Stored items
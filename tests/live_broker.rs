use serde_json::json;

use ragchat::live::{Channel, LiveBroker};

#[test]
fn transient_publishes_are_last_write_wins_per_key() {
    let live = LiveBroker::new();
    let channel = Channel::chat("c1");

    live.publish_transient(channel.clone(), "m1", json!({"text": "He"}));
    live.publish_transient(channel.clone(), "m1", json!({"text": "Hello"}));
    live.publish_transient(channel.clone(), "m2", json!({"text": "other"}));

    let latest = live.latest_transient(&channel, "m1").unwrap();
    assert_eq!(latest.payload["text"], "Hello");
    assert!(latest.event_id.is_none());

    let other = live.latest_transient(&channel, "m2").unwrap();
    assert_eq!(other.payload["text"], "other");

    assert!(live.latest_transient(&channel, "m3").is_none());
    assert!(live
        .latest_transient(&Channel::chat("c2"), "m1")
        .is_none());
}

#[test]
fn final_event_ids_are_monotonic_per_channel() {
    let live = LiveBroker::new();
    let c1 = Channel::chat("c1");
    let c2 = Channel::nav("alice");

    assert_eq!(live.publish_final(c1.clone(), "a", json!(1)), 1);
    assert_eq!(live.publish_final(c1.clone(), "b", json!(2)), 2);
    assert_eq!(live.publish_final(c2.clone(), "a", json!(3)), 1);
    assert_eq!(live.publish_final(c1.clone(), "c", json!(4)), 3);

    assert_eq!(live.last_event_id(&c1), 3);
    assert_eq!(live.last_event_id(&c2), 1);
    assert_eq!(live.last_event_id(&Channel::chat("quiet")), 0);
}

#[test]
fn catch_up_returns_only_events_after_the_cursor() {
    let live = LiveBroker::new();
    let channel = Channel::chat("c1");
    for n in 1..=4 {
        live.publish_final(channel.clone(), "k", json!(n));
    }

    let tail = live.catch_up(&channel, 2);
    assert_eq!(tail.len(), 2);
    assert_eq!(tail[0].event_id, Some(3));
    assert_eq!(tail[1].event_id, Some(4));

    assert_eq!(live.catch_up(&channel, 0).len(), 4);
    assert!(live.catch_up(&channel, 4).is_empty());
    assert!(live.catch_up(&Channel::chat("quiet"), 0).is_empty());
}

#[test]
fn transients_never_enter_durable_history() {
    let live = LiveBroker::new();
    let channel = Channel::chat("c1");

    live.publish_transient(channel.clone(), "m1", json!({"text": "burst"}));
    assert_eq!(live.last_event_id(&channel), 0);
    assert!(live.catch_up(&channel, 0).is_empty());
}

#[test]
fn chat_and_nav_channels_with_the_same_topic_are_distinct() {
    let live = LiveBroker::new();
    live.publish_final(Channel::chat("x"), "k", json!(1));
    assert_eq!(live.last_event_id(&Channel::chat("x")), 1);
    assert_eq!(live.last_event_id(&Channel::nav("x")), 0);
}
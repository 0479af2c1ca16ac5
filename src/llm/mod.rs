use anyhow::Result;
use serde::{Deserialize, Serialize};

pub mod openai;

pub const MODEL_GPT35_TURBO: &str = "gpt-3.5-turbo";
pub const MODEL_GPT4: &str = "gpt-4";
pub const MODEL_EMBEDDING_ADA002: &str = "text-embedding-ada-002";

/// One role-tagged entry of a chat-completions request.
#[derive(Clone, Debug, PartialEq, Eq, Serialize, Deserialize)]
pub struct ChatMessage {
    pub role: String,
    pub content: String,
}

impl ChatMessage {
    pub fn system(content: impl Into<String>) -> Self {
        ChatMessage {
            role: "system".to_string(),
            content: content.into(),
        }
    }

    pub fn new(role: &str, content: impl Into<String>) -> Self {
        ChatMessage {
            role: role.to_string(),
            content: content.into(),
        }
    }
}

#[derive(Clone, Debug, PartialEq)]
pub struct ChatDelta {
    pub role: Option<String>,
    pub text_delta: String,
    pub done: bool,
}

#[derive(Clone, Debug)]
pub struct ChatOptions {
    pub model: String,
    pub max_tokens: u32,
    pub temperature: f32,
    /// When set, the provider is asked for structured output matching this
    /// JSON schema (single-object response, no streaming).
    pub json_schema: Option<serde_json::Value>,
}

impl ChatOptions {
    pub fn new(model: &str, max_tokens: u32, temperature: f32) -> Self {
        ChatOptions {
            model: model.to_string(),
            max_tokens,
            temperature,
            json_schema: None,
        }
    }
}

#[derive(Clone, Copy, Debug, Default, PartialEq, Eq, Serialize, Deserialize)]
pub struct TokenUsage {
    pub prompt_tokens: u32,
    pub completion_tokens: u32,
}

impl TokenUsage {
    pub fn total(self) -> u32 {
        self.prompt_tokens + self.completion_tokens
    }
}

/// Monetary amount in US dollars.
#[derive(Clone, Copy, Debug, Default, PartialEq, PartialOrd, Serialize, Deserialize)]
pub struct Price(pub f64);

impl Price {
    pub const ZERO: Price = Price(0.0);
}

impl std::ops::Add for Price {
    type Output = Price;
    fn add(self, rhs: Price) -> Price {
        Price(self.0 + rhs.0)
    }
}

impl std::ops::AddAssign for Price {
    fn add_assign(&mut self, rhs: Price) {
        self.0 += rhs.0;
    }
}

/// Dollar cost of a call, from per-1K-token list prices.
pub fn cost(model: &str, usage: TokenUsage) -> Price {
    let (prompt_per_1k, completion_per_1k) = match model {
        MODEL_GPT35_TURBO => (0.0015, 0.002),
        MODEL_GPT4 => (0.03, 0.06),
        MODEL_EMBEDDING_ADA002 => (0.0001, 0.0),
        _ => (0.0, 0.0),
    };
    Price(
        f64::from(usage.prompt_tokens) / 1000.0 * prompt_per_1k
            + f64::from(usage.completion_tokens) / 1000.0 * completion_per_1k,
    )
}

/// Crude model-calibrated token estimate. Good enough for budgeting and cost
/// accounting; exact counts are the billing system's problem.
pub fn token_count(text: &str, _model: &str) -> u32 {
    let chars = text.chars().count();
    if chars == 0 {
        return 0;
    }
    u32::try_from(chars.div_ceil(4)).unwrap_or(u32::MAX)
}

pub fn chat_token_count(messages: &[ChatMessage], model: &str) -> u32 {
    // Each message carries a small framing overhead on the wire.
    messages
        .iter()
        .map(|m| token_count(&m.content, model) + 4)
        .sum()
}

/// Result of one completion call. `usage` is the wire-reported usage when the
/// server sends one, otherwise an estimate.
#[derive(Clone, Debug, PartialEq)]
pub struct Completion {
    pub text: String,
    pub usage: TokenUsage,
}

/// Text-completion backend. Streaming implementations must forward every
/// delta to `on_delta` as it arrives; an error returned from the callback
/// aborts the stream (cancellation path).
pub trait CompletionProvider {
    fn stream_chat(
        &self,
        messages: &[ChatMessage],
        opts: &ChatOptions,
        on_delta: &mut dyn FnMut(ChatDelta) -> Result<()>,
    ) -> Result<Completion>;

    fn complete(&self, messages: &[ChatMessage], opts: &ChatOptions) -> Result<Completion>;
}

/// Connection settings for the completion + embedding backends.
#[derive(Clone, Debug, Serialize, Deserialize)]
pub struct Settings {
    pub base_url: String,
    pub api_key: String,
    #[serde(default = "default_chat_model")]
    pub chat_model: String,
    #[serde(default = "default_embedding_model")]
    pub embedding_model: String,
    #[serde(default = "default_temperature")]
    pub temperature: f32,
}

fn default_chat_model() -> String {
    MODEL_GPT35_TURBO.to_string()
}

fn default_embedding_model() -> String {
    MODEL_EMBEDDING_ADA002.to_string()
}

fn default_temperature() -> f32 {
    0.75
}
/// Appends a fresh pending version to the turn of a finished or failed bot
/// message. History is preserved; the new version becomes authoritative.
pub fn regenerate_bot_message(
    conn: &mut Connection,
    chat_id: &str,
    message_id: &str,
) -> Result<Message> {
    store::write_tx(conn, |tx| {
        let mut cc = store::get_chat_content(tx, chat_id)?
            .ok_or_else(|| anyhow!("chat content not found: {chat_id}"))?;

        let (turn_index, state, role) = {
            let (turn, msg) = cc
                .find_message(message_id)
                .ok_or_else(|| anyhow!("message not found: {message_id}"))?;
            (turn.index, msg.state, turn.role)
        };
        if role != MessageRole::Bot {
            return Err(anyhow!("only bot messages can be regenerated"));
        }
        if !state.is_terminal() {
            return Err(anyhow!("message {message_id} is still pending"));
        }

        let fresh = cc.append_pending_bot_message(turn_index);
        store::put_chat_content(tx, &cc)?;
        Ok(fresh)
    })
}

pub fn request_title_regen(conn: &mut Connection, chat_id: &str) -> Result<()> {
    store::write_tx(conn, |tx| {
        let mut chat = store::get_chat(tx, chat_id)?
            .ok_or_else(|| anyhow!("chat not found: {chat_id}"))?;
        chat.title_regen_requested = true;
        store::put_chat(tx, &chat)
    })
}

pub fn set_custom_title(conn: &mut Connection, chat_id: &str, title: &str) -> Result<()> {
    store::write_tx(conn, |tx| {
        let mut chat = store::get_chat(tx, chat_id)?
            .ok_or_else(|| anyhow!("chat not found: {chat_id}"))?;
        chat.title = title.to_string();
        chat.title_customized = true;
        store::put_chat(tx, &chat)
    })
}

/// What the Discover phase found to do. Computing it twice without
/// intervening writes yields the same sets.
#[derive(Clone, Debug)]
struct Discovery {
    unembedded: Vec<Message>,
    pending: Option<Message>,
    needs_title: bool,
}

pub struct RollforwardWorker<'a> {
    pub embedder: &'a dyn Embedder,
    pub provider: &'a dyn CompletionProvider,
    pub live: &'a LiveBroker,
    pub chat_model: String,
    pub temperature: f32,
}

» **Exercise objective**:
Say how many lines of these records hold the string "opts", giving the number and no other words.

» **Answer to this exercise**:
2